Cosmic dust is not simply something to sweep under the rug and forget about. Instead, NSF-funded astronomers are studying and even mapping it to learn more about what it might be hiding from us, where it comes from and what it's turning into.

All we are is dust in the interstellar wind
Radio/optical composite of the Orion Molecular Cloud Complex, which includes
 the Orion Nebula (bottom), featuring a dust-rich star-forming filament called 
OMC-2/3. Orange: Green Bank Telescope data [Credit: S. Schnee, et al.; 
B. Saxton, B. Kent (NRAO/AUI/NSF)]
Some researchers are delving deep down to see how dust comes together at the atomic level, while others are looking at the big picture to see where stars and planets might be forming in dusty stellar nurseries. Recent discoveries, such as that of a very young galaxy containing much more dust than expected, have shown us that we still have much to learn about where exactly all this dust comes from.

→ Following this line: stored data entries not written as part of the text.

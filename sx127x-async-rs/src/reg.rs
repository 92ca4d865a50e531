//! SX127x register map for LoRa mode.
//!
//! Addresses are 7 bits wide. On the bus, bit 7 of the address byte selects the
//! direction: clear for a read, set for a write.

/// Named SX127x registers (LoRa page).
#[repr(u8)]
#[derive(Copy, Clone, Debug, PartialEq, Eq)]
pub enum Register {
    /// FIFO read/write access. Each access advances `FifoAddrPtr`.
    Fifo = 0x00,
    /// Operating mode and LoRa/FSK selection.
    OpMode = 0x01,
    /// RF carrier frequency, bits 23:16.
    FrfMsb = 0x06,
    /// RF carrier frequency, bits 15:8.
    FrfMid = 0x07,
    /// RF carrier frequency, bits 7:0.
    FrfLsb = 0x08,
    /// PA selection and output power control.
    PaConfig = 0x09,
    /// LNA gain and boost.
    Lna = 0x0C,
    /// SPI interface address pointer into the FIFO.
    FifoAddrPtr = 0x0D,
    /// Write base address in FIFO for TX.
    FifoTxBaseAddr = 0x0E,
    /// Read base address in FIFO for RX.
    FifoRxBaseAddr = 0x0F,
    /// Start address of the last packet received.
    FifoRxCurrentAddr = 0x10,
    /// IRQ flags, write 1 to clear.
    IrqFlags = 0x12,
    /// Number of payload bytes of the last packet received.
    RxNbBytes = 0x13,
    /// RSSI of the last packet received.
    PktRssiValue = 0x1A,
    /// SNR of the last packet received, two's complement in 0.25 dB steps.
    PktSnrValue = 0x1B,
    /// Bandwidth, coding rate, header mode.
    ModemConfig1 = 0x1D,
    /// Spreading factor, continuous TX, CRC on, RX timeout MSB.
    ModemConfig2 = 0x1E,
    /// Preamble length, bits 15:8.
    PreambleMsb = 0x20,
    /// Preamble length, bits 7:0.
    PreambleLsb = 0x21,
    /// Payload length for TX in explicit header mode.
    PayloadLength = 0x22,
    /// Low data rate optimize, AGC auto.
    ModemConfig3 = 0x26,
    /// LoRa detection optimize.
    DetectionOptimize = 0x31,
    /// LoRa detection threshold.
    DetectionThreshold = 0x37,
    /// LoRa sync word.
    SyncWord = 0x39,
    /// Mapping of DIO0..DIO3.
    DioMapping1 = 0x40,
    /// Silicon revision.
    Version = 0x42,
}

impl Register {
    /// The 7-bit register address.
    pub const fn addr(self) -> u8 {
        self as u8
    }

    /// Address byte for a read access (bit 7 clear).
    pub const fn read_addr(self) -> u8 {
        self as u8 & 0x7F
    }

    /// Address byte for a write access (bit 7 set).
    pub const fn write_addr(self) -> u8 {
        self as u8 | 0x80
    }
}

/// Value of [`Register::Version`] on a supported chip.
pub const SX127X_VERSION: u8 = 0x12;

/// `RegOpMode` bit 7: LoRa (long range) mode.
pub const OP_MODE_LONG_RANGE: u8 = 0x80;

/// `RegModemConfig3` bit 2: automatic gain control on.
pub const MODEM_CONFIG_3_AGC_AUTO_ON: u8 = 0x04;

/// A bit field within a single register.
///
/// The field owns exactly the bits set in `mask`; everything else in the register
/// belongs to other settings and must survive a write to this field.
#[derive(Copy, Clone, Debug, PartialEq, Eq)]
pub struct Field {
    /// Register holding the field.
    pub reg: Register,
    /// Bits owned by the field.
    pub mask: u8,
    /// Position of the field's least significant bit.
    pub shift: u8,
}

impl Field {
    /// Replaces the field inside `current` with `value`, leaving foreign bits untouched.
    pub const fn encode(self, current: u8, value: u8) -> u8 {
        (current & !self.mask) | ((value << self.shift) & self.mask)
    }

    /// Extracts the field from a raw register value.
    pub const fn decode(self, raw: u8) -> u8 {
        (raw & self.mask) >> self.shift
    }
}

/// `RegModemConfig1` bits 7:4: signal bandwidth index.
pub const BANDWIDTH: Field = Field {
    reg: Register::ModemConfig1,
    mask: 0xF0,
    shift: 4,
};

/// `RegModemConfig1` bits 3:1: coding rate, `denominator - 4`.
pub const CODING_RATE: Field = Field {
    reg: Register::ModemConfig1,
    mask: 0x0E,
    shift: 1,
};

/// `RegModemConfig2` bits 7:4: spreading factor.
pub const SPREADING_FACTOR: Field = Field {
    reg: Register::ModemConfig2,
    mask: 0xF0,
    shift: 4,
};

/// `RegModemConfig2` bit 2: payload CRC generation and check.
pub const RX_PAYLOAD_CRC_ON: Field = Field {
    reg: Register::ModemConfig2,
    mask: 0x04,
    shift: 2,
};

/// `RegLna` bits 1:0: high-frequency LNA current boost.
pub const LNA_BOOST_HF: Field = Field {
    reg: Register::Lna,
    mask: 0x03,
    shift: 0,
};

A little bit of dust makes a very large problem

Although dust only makes up about 1 percent of the interstellar medium (the stuff between the stars), it can have big effects on astronomical observations. Dust has a bad reputation because it gets in the way by absorbing and scattering the visible light from objects such as far-off galaxies and stars, making them difficult or impossible to observe with optical telescopes.

The scattering effect dust has is known as "reddening"—dust scatters the blue light coming from an object, making it appear redder. This occurs because dust has a greater effect on light with short wavelengths, such as blue. A similar effect is what causes sunsets to appear red.

Astronomers can tell a lot about a star simply by its color, so this reddening effect can trick us into thinking a star is cooler and dimmer than it actually is. However, thanks to NSF-funded astronomers like Doug Finkbeiner of the Harvard-Smithsonian Center for Astrophysics, we can now correct for dust reddening and recover a star's intrinsic color.

Finkbeiner first began studying cosmic dust as a graduate student at the University of California, Berkeley in the late 1990s. Dust may seem like an odd thing to dedicate an astronomical career to but "dust is not as obscure as it sounds," Finkbeiner said. "Objects like the Orion Nebula, the Horsehead Nebula, and the Pillars of Creation are dense, dusty clouds intermingled with bright stars, making a beautiful scene. But every part of the sky has at least some dust, and even a tiny amount of dust can interfere with astronomical measurements, so we need a way to correct for it."

A necessary nuisance

Knowing where dust is, and where it isn't, gives us a better understanding of what's happening in our galaxy. For example, an area saturated with dust may indicate a hotbed of star formation activity, while holes in an otherwise dusty area tell us that a supernova may have occurred and blown a pocket of dust away.

"Dust is not a very glamorous name for something this important," said Glen Langston, an NSF astronomy program director. "It represents both sides of star life—star birth and star death."

These dusty areas are also factories of cosmic chemistry—chemistry that creates molecules such as graphite (otherwise known as the stuff inside your pencil).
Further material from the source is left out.